▶ Your goal: Repeat only the lines below from the one containing "b.iter(|| parse_source(bb(src)).map(|f| f.arena.exprs.len()));" through the one containing "allow_negative_numbers = true)]", inclusive, exactly as written.

START Given records

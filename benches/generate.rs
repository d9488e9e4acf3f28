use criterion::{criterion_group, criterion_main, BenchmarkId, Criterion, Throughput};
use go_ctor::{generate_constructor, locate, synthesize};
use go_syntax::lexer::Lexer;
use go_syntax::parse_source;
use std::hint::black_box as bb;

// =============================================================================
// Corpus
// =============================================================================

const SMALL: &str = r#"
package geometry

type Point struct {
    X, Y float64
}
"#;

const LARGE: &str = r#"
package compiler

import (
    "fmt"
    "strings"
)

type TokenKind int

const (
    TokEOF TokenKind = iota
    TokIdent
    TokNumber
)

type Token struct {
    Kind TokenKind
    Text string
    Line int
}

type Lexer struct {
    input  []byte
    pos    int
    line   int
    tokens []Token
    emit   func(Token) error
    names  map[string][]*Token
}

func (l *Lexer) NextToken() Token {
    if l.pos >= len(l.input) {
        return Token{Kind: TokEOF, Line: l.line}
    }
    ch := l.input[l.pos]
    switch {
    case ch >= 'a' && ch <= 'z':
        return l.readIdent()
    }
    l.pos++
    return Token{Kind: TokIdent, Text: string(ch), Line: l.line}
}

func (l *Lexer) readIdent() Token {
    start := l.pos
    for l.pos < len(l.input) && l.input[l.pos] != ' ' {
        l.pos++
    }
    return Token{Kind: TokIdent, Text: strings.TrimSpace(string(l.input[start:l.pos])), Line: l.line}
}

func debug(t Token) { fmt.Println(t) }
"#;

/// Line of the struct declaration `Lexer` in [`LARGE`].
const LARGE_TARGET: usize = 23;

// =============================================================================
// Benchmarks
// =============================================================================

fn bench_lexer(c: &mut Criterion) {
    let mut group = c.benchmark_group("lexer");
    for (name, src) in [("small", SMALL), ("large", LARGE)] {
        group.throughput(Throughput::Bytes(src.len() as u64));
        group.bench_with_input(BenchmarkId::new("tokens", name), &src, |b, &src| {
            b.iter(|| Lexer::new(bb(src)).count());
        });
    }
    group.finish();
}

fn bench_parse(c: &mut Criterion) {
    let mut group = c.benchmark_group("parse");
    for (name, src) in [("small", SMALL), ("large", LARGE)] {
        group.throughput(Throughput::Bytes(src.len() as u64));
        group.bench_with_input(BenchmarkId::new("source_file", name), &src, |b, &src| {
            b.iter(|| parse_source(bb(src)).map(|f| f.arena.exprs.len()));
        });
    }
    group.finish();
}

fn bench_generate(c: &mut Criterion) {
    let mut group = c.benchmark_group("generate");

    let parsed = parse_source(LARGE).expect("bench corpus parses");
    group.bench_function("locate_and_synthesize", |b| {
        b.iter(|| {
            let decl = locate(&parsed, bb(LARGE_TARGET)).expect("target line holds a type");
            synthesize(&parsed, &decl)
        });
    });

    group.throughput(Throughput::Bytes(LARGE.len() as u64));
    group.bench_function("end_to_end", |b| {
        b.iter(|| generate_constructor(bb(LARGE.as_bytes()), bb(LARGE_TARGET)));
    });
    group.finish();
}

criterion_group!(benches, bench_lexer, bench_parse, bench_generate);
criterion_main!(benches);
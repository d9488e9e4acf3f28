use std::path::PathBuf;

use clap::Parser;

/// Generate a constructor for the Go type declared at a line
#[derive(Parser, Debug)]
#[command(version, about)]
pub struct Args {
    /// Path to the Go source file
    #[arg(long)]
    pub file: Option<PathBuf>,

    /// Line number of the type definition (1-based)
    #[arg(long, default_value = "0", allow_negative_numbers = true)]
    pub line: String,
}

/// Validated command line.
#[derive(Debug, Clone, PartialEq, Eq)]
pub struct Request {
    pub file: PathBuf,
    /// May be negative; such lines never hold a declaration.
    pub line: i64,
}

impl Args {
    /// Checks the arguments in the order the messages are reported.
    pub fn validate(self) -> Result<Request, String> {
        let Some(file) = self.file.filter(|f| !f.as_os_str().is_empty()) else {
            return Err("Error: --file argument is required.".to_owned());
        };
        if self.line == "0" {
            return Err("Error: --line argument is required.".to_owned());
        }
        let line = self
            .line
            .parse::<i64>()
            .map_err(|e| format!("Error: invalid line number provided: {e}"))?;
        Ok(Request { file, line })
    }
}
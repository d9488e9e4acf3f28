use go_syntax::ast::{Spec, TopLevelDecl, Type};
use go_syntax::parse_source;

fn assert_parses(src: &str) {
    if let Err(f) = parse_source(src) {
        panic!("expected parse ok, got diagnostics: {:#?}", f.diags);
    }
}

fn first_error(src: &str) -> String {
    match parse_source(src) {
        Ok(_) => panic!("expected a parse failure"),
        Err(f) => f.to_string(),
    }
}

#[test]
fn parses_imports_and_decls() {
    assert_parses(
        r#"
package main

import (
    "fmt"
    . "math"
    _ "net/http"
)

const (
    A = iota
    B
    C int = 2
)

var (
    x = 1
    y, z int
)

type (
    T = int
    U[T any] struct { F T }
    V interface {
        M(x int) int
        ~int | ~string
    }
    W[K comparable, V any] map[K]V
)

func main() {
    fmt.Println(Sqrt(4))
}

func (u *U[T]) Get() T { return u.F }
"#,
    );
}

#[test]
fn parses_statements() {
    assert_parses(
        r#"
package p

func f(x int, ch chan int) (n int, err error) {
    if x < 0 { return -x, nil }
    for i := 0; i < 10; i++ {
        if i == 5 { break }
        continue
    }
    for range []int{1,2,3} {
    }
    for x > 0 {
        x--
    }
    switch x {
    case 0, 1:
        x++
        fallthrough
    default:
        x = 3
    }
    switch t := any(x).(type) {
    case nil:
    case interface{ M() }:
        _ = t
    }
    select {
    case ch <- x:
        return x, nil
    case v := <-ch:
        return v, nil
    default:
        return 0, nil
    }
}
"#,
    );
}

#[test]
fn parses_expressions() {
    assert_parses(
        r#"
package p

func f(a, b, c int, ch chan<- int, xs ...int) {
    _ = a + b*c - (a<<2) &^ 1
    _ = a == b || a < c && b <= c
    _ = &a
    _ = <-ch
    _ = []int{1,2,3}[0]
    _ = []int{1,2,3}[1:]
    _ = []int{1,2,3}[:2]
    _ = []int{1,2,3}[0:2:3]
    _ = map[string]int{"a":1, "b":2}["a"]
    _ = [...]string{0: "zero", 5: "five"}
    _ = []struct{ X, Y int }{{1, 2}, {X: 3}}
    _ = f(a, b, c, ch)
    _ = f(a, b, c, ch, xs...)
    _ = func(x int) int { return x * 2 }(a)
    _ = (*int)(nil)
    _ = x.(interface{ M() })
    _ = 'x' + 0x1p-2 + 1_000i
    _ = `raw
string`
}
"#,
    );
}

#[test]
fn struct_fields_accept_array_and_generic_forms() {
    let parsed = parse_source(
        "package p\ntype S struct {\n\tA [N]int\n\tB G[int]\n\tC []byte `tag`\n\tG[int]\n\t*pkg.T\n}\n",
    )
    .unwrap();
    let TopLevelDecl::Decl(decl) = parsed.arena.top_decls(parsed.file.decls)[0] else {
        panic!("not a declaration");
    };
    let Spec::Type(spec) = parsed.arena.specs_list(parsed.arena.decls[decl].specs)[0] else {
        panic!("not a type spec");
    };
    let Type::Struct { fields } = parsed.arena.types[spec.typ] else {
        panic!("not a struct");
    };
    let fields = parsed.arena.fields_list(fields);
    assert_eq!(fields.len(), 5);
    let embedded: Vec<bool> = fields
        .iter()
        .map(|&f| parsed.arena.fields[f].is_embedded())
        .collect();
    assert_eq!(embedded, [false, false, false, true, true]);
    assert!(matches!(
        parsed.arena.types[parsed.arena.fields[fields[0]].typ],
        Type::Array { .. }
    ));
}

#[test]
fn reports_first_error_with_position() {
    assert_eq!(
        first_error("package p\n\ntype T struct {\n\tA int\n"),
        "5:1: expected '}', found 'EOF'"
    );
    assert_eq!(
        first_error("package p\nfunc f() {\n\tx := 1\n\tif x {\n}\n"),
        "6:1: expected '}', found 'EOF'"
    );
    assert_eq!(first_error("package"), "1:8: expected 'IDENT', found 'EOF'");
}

END Given records

▶ Exercise output:
            b.iter(|| parse_source(bb(src)).map(|f| f.arena.exprs.len()));
        });
    }
    group.finish();
}

fn bench_generate(c: &mut Criterion) {
    let mut group = c.benchmark_group("generate");

    let parsed = parse_source(LARGE).expect("bench corpus parses");
    group.bench_function("locate_and_synthesize", |b| {
        b.iter(|| {
            let decl = locate(&parsed, bb(LARGE_TARGET)).expect("target line holds a type");
            synthesize(&parsed, &decl)
        });
    });

    group.throughput(Throughput::Bytes(LARGE.len() as u64));
    group.bench_function("end_to_end", |b| {
        b.iter(|| generate_constructor(bb(LARGE.as_bytes()), bb(LARGE_TARGET)));
    });
    group.finish();
}

criterion_group!(benches, bench_lexer, bench_parse, bench_generate);
criterion_main!(benches);
repository d9488e9e4acf3f28
use std::path::PathBuf;

use clap::Parser;

/// Generate a constructor for the Go type declared at a line
#[derive(Parser, Debug)]
#[command(version, about)]
pub struct Args {
    /// Path to the Go source file
    #[arg(long)]
    pub file: Option<PathBuf>,

    /// Line number of the type definition (1-based)
    #[arg(long, default_value = "0", allow_negative_numbers = true)]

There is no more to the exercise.